The main sign after …
The signs were ahead of their time. Which wasn't good.

So the Delta King asked me to yank them back into the 19th Century where they belonged. Which was good for me and a fun challenge.

Directional sign before …
Here's how the signs looked (right):

The Delta King is a 285-foot sternwheel steamboat, permanently moored to the Old Sacramento embarcadero as a floating hotel, restaurant and theater.

It was built in 1924 and with its sister the Delta Queen served passengers from Sacramento to San Francisco, and even up the San Joaquin River aways.

Painted battleship gray and renamed USS Delta King during World War II to transport naval reservists, it next showed up on the Hudson River before becoming a floating bunkhouse for aluminum plant workers in British Columbia.

The current owners found it nearly 30 years ago, sunk but reparable in Richmond in the San Francisco Bay; they towed it to Sacramento and renovated it.
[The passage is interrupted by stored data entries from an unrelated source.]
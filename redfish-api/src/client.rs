//! HTTP implementation of the collaborator seam.
//!
//! Speaks the Redfish REST protocol directly with reqwest: session login and
//! logout, subscription list/create/delete, and version-dependent request
//! shaping against the `EventService/Subscriptions` collection.

use std::time::Duration;

use async_trait::async_trait;
use reqwest::header::LOCATION;
use reqwest::{Method, RequestBuilder, Response, StatusCode};
use serde::Deserialize;
use serde_json::{json, Map, Value};

use crate::error::{ApiError, Result};
use crate::session::{Connector, Session};
use crate::types::{AuthMethod, EventDestination, ServerDescriptor, SubscriptionPayload};
use crate::version::RedfishVersion;

const SERVICE_ROOT_PATH: &str = "/redfish/v1/";
const SESSIONS_PATH: &str = "/redfish/v1/SessionService/Sessions";
const SUBSCRIPTIONS_PATH: &str = "/redfish/v1/EventService/Subscriptions";

/// Configuration for the HTTP connector.
#[derive(Debug, Clone)]
pub struct ClientConfig {
    /// Timeout applied to every individual controller request. There is no
    /// fleet-wide deadline; this bound is what keeps a hung controller from
    /// hanging a whole fleet operation indefinitely.
    pub request_timeout: Duration,
    /// Verify controller TLS certificates. BMCs overwhelmingly ship
    /// self-signed certificates, so this defaults to off.
    pub verify_tls: bool,
}

impl Default for ClientConfig {
    fn default() -> Self {
        Self {
            request_timeout: Duration::from_secs(30),
            verify_tls: false,
        }
    }
}

/// Production [`Connector`] that opens authenticated Redfish sessions.
#[derive(Debug, Clone, Default)]
pub struct HttpConnector {
    config: ClientConfig,
}

impl HttpConnector {
    /// Create a connector with the given configuration.
    pub fn new(config: ClientConfig) -> Self {
        Self { config }
    }
}

#[derive(Debug)]
enum SessionAuth {
    /// Basic auth on every request, nothing to release remotely.
    Basic { username: String, password: String },
    /// Redfish session token; `session_uri` is deleted on close when the
    /// controller reported one.
    Token {
        token: String,
        session_uri: Option<String>,
    },
}

/// A live session to one controller over HTTP.
#[derive(Debug)]
pub struct HttpSession {
    http: reqwest::Client,
    address: String,
    auth: SessionAuth,
    version: RedfishVersion,
}

#[derive(Deserialize)]
struct ServiceRoot {
    #[serde(rename = "RedfishVersion")]
    redfish_version: Option<String>,
}

#[derive(Deserialize)]
struct ResourceRef {
    #[serde(rename = "@odata.id", default)]
    odata_id: String,
}

#[derive(Deserialize)]
struct ResourceCollection {
    #[serde(rename = "Members", default)]
    members: Vec<ResourceRef>,
}

#[async_trait]
impl Connector for HttpConnector {
    async fn connect(&self, server: &ServerDescriptor) -> Result<Box<dyn Session>> {
        let address = server.address.trim_end_matches('/').to_string();

        url::Url::parse(&address).map_err(|e| ApiError::Connection {
            address: address.clone(),
            reason: format!("invalid controller address: {}", e),
        })?;

        let http = reqwest::Client::builder()
            .timeout(self.config.request_timeout)
            .danger_accept_invalid_certs(!self.config.verify_tls)
            .build()
            .map_err(|e| ApiError::Connection {
                address: address.clone(),
                reason: format!("failed to build HTTP client: {}", e),
            })?;

        // The service root is unauthenticated and advertises the protocol
        // version that picks the create-request shape for this session.
        let root = fetch_service_root(&http, &address).await?;
        let version = match root.redfish_version {
            Some(raw) => raw.parse().map_err(|_| ApiError::Version {
                address: address.clone(),
                version: raw,
            })?,
            // No advertised version predates 1.5, so the legacy shape applies.
            None => RedfishVersion::new(1, 0, 0),
        };

        let auth = match server.auth_method {
            AuthMethod::Basic => SessionAuth::Basic {
                username: server.username.clone(),
                password: server.password.clone(),
            },
            AuthMethod::Session => open_session(&http, &address, server).await?,
        };

        tracing::debug!(address = %address, version = %version, "connected to controller");

        Ok(Box::new(HttpSession {
            http,
            address,
            auth,
            version,
        }))
    }
}

async fn fetch_service_root(http: &reqwest::Client, address: &str) -> Result<ServiceRoot> {
    let response = http
        .get(format!("{}{}", address, SERVICE_ROOT_PATH))
        .send()
        .await
        .map_err(|e| ApiError::Connection {
            address: address.to_string(),
            reason: e.to_string(),
        })?;

    if !response.status().is_success() {
        return Err(ApiError::Connection {
            address: address.to_string(),
            reason: format!("service root returned HTTP {}", response.status()),
        });
    }

    response.json().await.map_err(|e| ApiError::Connection {
        address: address.to_string(),
        reason: format!("malformed service root: {}", e),
    })
}

async fn open_session(
    http: &reqwest::Client,
    address: &str,
    server: &ServerDescriptor,
) -> Result<SessionAuth> {
    let body = json!({
        "UserName": server.username,
        "Password": server.password,
    });

    let response = http
        .post(format!("{}{}", address, SESSIONS_PATH))
        .json(&body)
        .send()
        .await
        .map_err(|e| ApiError::Connection {
            address: address.to_string(),
            reason: e.to_string(),
        })?;

    let status = response.status();
    if !status.is_success() {
        let reason = if status == StatusCode::UNAUTHORIZED {
            "authentication rejected".to_string()
        } else {
            format!("session create returned HTTP {}", status)
        };
        return Err(ApiError::Connection {
            address: address.to_string(),
            reason,
        });
    }

    let token = response
        .headers()
        .get("X-Auth-Token")
        .and_then(|v| v.to_str().ok())
        .map(str::to_string)
        .ok_or_else(|| ApiError::Connection {
            address: address.to_string(),
            reason: "missing X-Auth-Token header in session response".to_string(),
        })?;

    let session_uri = response
        .headers()
        .get(LOCATION)
        .and_then(|v| v.to_str().ok())
        .map(str::to_string);

    Ok(SessionAuth::Token { token, session_uri })
}

impl HttpSession {
    fn request(&self, method: Method, url: String) -> RequestBuilder {
        let builder = self.http.request(method, url);
        match &self.auth {
            SessionAuth::Basic { username, password } => {
                builder.basic_auth(username, Some(password))
            }
            SessionAuth::Token { token, .. } => builder.header("X-Auth-Token", token),
        }
    }

    /// Resolve a resource identifier to a full URL. Controllers return both
    /// absolute URLs and bare `@odata.id` paths.
    fn resource_url(&self, id: &str) -> String {
        if id.starts_with("http://") || id.starts_with("https://") {
            id.to_string()
        } else {
            format!("{}{}", self.address, id)
        }
    }

    async fn status_reason(response: Response) -> String {
        let status = response.status();
        let detail = response.text().await.unwrap_or_default();
        if detail.is_empty() {
            format!("HTTP {}", status)
        } else {
            format!("HTTP {}: {}", status, detail)
        }
    }
}

/// Build the create-request body for the shape the controller understands.
///
/// The modern shape (Redfish >= 1.5) carries registry-prefix and
/// resource-type filters plus the delivery-retry policy; the legacy shape
/// carries event-type filters and nothing else. Empty collections are
/// omitted, matching controller expectations for absent fields.
fn subscription_request_body(payload: &SubscriptionPayload, modern: bool) -> Value {
    let mut body = Map::new();
    body.insert("Destination".to_string(), json!(payload.destination));

    if modern {
        if !payload.registry_prefixes.is_empty() {
            body.insert(
                "RegistryPrefixes".to_string(),
                json!(payload.registry_prefixes),
            );
        }
        if !payload.resource_types.is_empty() {
            body.insert("ResourceTypes".to_string(), json!(payload.resource_types));
        }
        if let Some(policy) = payload.delivery_retry_policy {
            body.insert("DeliveryRetryPolicy".to_string(), json!(policy));
        }
    } else if !payload.event_types.is_empty() {
        body.insert("EventTypes".to_string(), json!(payload.event_types));
    }

    if !payload.http_headers.is_empty() {
        body.insert("HttpHeaders".to_string(), json!(payload.http_headers));
    }
    body.insert("Protocol".to_string(), json!(payload.protocol));
    if !payload.context.is_empty() {
        body.insert("Context".to_string(), json!(payload.context));
    }
    if let Some(oem) = &payload.oem {
        body.insert("Oem".to_string(), oem.clone());
    }

    Value::Object(body)
}

#[async_trait]
impl Session for HttpSession {
    fn address(&self) -> &str {
        &self.address
    }

    async fn list_subscriptions(&self) -> Result<Vec<EventDestination>> {
        let url = format!("{}{}", self.address, SUBSCRIPTIONS_PATH);
        let response = self
            .request(Method::GET, url)
            .send()
            .await
            .map_err(|e| ApiError::Query {
                address: self.address.clone(),
                reason: e.to_string(),
            })?;

        if !response.status().is_success() {
            return Err(ApiError::Query {
                address: self.address.clone(),
                reason: Self::status_reason(response).await,
            });
        }

        let collection: ResourceCollection =
            response.json().await.map_err(|e| ApiError::Query {
                address: self.address.clone(),
                reason: format!("malformed subscription collection: {}", e),
            })?;

        let mut subscriptions = Vec::with_capacity(collection.members.len());
        for member in collection.members {
            let response = self
                .request(Method::GET, self.resource_url(&member.odata_id))
                .send()
                .await
                .map_err(|e| ApiError::Query {
                    address: self.address.clone(),
                    reason: e.to_string(),
                })?;

            if !response.status().is_success() {
                return Err(ApiError::Query {
                    address: self.address.clone(),
                    reason: Self::status_reason(response).await,
                });
            }

            let subscription = response.json().await.map_err(|e| ApiError::Query {
                address: self.address.clone(),
                reason: format!("malformed subscription resource: {}", e),
            })?;
            subscriptions.push(subscription);
        }

        Ok(subscriptions)
    }

    async fn create_subscription(&self, payload: &SubscriptionPayload) -> Result<String> {
        let body = subscription_request_body(payload, self.version.supports_event_filters());

        let url = format!("{}{}", self.address, SUBSCRIPTIONS_PATH);
        let response = self
            .request(Method::POST, url)
            .json(&body)
            .send()
            .await
            .map_err(|e| ApiError::Subscription {
                address: self.address.clone(),
                reason: e.to_string(),
            })?;

        if !response.status().is_success() {
            return Err(ApiError::Subscription {
                address: self.address.clone(),
                reason: Self::status_reason(response).await,
            });
        }

        // Controllers report the new resource in the Location header; some
        // only include it in the response body.
        if let Some(location) = response
            .headers()
            .get(LOCATION)
            .and_then(|v| v.to_str().ok())
        {
            return Ok(location.to_string());
        }

        let created: ResourceRef = response.json().await.map_err(|e| ApiError::Subscription {
            address: self.address.clone(),
            reason: format!("malformed create response: {}", e),
        })?;

        if created.odata_id.is_empty() {
            return Err(ApiError::Subscription {
                address: self.address.clone(),
                reason: "create response carried no subscription identifier".to_string(),
            });
        }

        Ok(created.odata_id)
    }

    async fn delete_subscription(&self, id: &str) -> Result<()> {
        let response = self
            .request(Method::DELETE, self.resource_url(id))
            .send()
            .await
            .map_err(|e| ApiError::Subscription {
                address: self.address.clone(),
                reason: e.to_string(),
            })?;

        if !response.status().is_success() {
            return Err(ApiError::Subscription {
                address: self.address.clone(),
                reason: Self::status_reason(response).await,
            });
        }

        Ok(())
    }

    async fn close(self: Box<Self>) {
        if let SessionAuth::Token {
            token,
            session_uri: Some(uri),
        } = &self.auth
        {
            let result = self
                .http
                .delete(self.resource_url(uri))
                .header("X-Auth-Token", token)
                .send()
                .await;

            match result {
                Ok(response) if response.status().is_success() => {
                    tracing::debug!(address = %self.address, "released controller session");
                }
                Ok(response) => {
                    tracing::warn!(
                        address = %self.address,
                        status = %response.status(),
                        "failed to release controller session"
                    );
                }
                Err(e) => {
                    tracing::warn!(
                        address = %self.address,
                        error = %e,
                        "failed to release controller session"
                    );
                }
            }
        }
    }
}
The Delta Queen went on to ply the Mississippi River and now also serves as a floating hotel, moored on the Tennessee River at Chattanooga.

Serviceable and easy to read, the Delta King's signs nonetheless ran afoul of code restrictions in Old Sacramento, requiring signs to befit the decidedly lower technology of the Gold Rush era in which the city began. Out went the painterly background and the photograph of the trademark red paddlewheel. Out went the collection of 20th Century typefaces — Brush Script Pro for "The Pilothouse," Trajan Pro for "Delta Bar & Grill" and Univers 57 for most of the rest (thanks to my designer son Liam for his keen eye). Even the lively logo for Suspects dinner theater had to go — a 20th Century creation.
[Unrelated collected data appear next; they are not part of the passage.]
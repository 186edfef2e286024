//! Core types for the redfish-api crate.

use std::collections::HashMap;

use serde::{Deserialize, Serialize};

/// Authentication method used when opening a session to a controller.
#[derive(Debug, Clone, Copy, PartialEq, Eq, Deserialize)]
#[serde(rename_all = "lowercase")]
pub enum AuthMethod {
    /// HTTP basic auth on every request, no remote session resource.
    Basic,
    /// Redfish session login; requests carry an `X-Auth-Token` header.
    Session,
}

/// A target BMC in a fleet operation.
///
/// Uniquely identified by `address` within one fleet operation; the
/// orchestrator looks descriptors up by address during rollback.
#[derive(Debug, Clone, Deserialize)]
pub struct ServerDescriptor {
    /// Endpoint URL of the controller, e.g. `https://10.0.12.7`
    pub address: String,
    /// Login user name
    pub username: String,
    /// Login password
    pub password: String,
    /// How to authenticate against this controller
    #[serde(rename = "loginType")]
    pub auth_method: AuthMethod,
    /// Name of the scheduling-system node backed by this controller
    #[serde(rename = "schedulerNode")]
    pub scheduler_node: String,
}

impl ServerDescriptor {
    /// Create a new server descriptor.
    pub fn new(
        address: impl Into<String>,
        username: impl Into<String>,
        password: impl Into<String>,
        auth_method: AuthMethod,
        scheduler_node: impl Into<String>,
    ) -> Self {
        Self {
            address: address.into(),
            username: username.into(),
            password: password.into(),
            auth_method,
            scheduler_node: scheduler_node.into(),
        }
    }
}

/// Redfish event categories a legacy-shape subscription can filter on.
#[derive(Debug, Clone, Copy, PartialEq, Eq, Serialize, Deserialize)]
pub enum EventType {
    StatusChange,
    ResourceUpdated,
    ResourceAdded,
    ResourceRemoved,
    Alert,
}

/// Redelivery behavior the controller applies when the destination is
/// unreachable.
#[derive(Debug, Clone, Copy, PartialEq, Eq, Serialize, Deserialize)]
pub enum DeliveryRetryPolicy {
    TerminateAfterRetries,
    SuspendRetries,
    RetryForever,
}

/// Protocol the controller uses to deliver events to the destination.
#[derive(Debug, Clone, Copy, PartialEq, Eq, Serialize, Deserialize)]
pub enum EventProtocol {
    Redfish,
}

impl Default for EventProtocol {
    fn default() -> Self {
        Self::Redfish
    }
}

/// The subscription to replicate across a fleet.
///
/// Constructed once by the caller and reused identically for every server.
/// `event_types` feeds the legacy request shape; `registry_prefixes`,
/// `resource_types` and `delivery_retry_policy` feed the modern shape.
/// Which set is sent depends on the version each controller advertises.
#[derive(Debug, Clone, Default)]
pub struct SubscriptionPayload {
    /// Callback URL events are pushed to; also the key for duplicate detection
    pub destination: String,
    /// Event-type filters (legacy shape)
    pub event_types: Vec<EventType>,
    /// Message-registry prefix filters (modern shape)
    pub registry_prefixes: Vec<String>,
    /// Resource-type filters (modern shape)
    pub resource_types: Vec<String>,
    /// Redelivery policy (modern shape only)
    pub delivery_retry_policy: Option<DeliveryRetryPolicy>,
    /// Custom headers the controller attaches to event deliveries
    pub http_headers: HashMap<String, String>,
    /// Vendor-extension data passed through verbatim
    pub oem: Option<serde_json::Value>,
    /// Delivery protocol tag
    pub protocol: EventProtocol,
    /// Free-form context string echoed back in every event
    pub context: String,
}

/// An active subscription as reported by a controller.
///
/// Exists only remotely; this is the shape returned by the list operation.
#[derive(Debug, Clone, Deserialize)]
pub struct EventDestination {
    /// Opaque resource identifier assigned by the controller
    #[serde(rename = "Id", default)]
    pub id: String,
    /// Resource address, used for delete calls
    #[serde(rename = "@odata.id", default)]
    pub odata_id: String,
    /// Callback URL this subscription delivers to
    #[serde(rename = "Destination", default)]
    pub destination: String,
    /// Context string supplied at creation, if any
    #[serde(rename = "Context", default)]
    pub context: Option<String>,
}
The biggest challenge was rebuilding the paddlewheel to resemble an engraving. The wheel has a lot of parts; the illustration of the wheel many more.

The sign went through several iterations, from showcard every-typeface-at-your-disposal dizziness to the result, legible simplicity and muted colors.
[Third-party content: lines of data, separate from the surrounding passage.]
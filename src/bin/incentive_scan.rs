//! Maryland electrification incentive scan for a single property
//!
//! Takes the scan form as flags or as a JSON blob and prints the report

use anyhow::{Context, Result};
use clap::Parser;
use heat_pump_incentives::engine::scan::{AmiBand, BuildingType, ScanFuel, ScanSystemAge, ScanUtility};
use heat_pump_incentives::engine::{scan_incentives, ScanRequest};
use heat_pump_incentives::validation::format_currency;
use log::info;

#[derive(Parser, Debug)]
#[command(name = "incentive_scan", about = "Scan Maryland incentive eligibility for a property")]
struct Args {
    /// Scan form as JSON, e.g. '{"building_type": "nonprofit", "utility": "BGE"}'
    #[arg(long)]
    data: Option<String>,

    /// single_family, 2-4_unit, 5+_multifamily or nonprofit
    #[arg(long)]
    building_type: Option<BuildingType>,

    /// under_80_ami, 80_150_ami or over_150_ami
    #[arg(long)]
    income: Option<AmiBand>,

    /// BGE, Pepco, "Potomac Edison", SMECO or Other
    #[arg(long)]
    utility: Option<ScanUtility>,

    /// gas, oil, propane, electric_resistance, existing_heat_pump or other
    #[arg(long)]
    heating: Option<ScanFuel>,

    /// 20+, 15-20, 10-15, <10 or unknown
    #[arg(long)]
    age: Option<ScanSystemAge>,

    /// Property address shown in the report header
    #[arg(long)]
    address: Option<String>,

    /// Print the scan as JSON
    #[arg(long)]
    json: bool,
}

fn main() -> Result<()> {
    env_logger::init();
    let args = Args::parse();

    let mut request = match &args.data {
        Some(data) => serde_json::from_str::<ScanRequest>(data).context("parsing --data")?,
        None => ScanRequest::default(),
    };
    if let Some(building_type) = args.building_type {
        request.building_type = building_type;
    }
    if let Some(income) = args.income {
        request.income_level = income;
    }
    if let Some(utility) = args.utility {
        request.utility = utility;
    }
    if let Some(heating) = args.heating {
        request.heating_system = heating;
    }
    if let Some(age) = args.age {
        request.system_age = age;
    }

    let scan = scan_incentives(&request);
    info!("Scanned {} in {} territory", request.building_type, request.utility);

    if args.json {
        println!("{}", serde_json::to_string_pretty(&scan)?);
        return Ok(());
    }

    println!("Maryland Electrification Incentive Scan");
    println!("=======================================\n");
    println!("Property:          {}", args.address.as_deref().unwrap_or("N/A"));
    println!("Building type:     {}", request.building_type);
    println!("Utility territory: {}", request.utility);
    println!();

    println!(
        "Estimated total incentives: {} - {}",
        format_currency(scan.total_low),
        format_currency(scan.total_high)
    );
    println!("Estimated coverage: {} of project costs\n", scan.coverage_band.label());

    println!("{:<45} {:<12} {:<26} Notes", "Program", "Type", "Est. Amount");
    println!("{}", "-".repeat(110));
    for program in &scan.programs {
        println!(
            "{:<45} {:<12} {:<26} {}",
            program.name,
            program.kind.as_str(),
            program.amount,
            program.notes
        );
    }
    println!();

    println!("Financial impact:");
    println!(
        "  Annual energy savings:  {} - {}",
        format_currency(scan.annual_savings.low),
        format_currency(scan.annual_savings.high)
    );
    println!("  Payback with incentives: ~{:.1} years", scan.payback_years);
    println!(
        "  15-year net benefit vs. waiting: {}+",
        format_currency(scan.fifteen_year_net_benefit)
    );
    println!();

    println!("Mandate compliance status: {}", scan.urgency_level);
    println!("  {}", scan.compliance_status);

    Ok(())
}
The new typeface, Rosewood, is not strictly 18th or 19th Century, but a digital evocation of slab serif types, cousin to Clarendon, an early 19th Century face cut in England. Rosewood is designed with an elaborately decorative alternative (right):

Not everyone likes Rosewood; someone would likely call me out as a fraud. It has the clunky chunky inelegance the project needed.

The URL at the bottom of the main sign, jarringly 21st Century, is set in Clarendon bold.

Directional sign after …
Woodcut dingbats for balance, typographic elements for flourish, et voilà!

Though I work just a block away part-time as a tour guide for the Sacramento Underground, I hadn't been over to the Delta King during the signs' makeover.

I was working instead from the client's proportional dimensions of the existing signs, and in my mind the sign was never bigger than my computer screen.

My stomach tripped and fell when I finally saw the immensity of the main sign, some six feet wide. My ego couldn't wait for the new sign to go up, and after consideration by the commission on antiquarian signage in Old Sacramento, the sign is up for the tourist season.

Someone has already put a dent in the directional sign. Signs live a hard life in Old Sacramento, as my other signs in the neighborhood can attest.

Come on out and look, if you fancy a notion.

The main sign at work, alongside 19th Century signs typical of the era.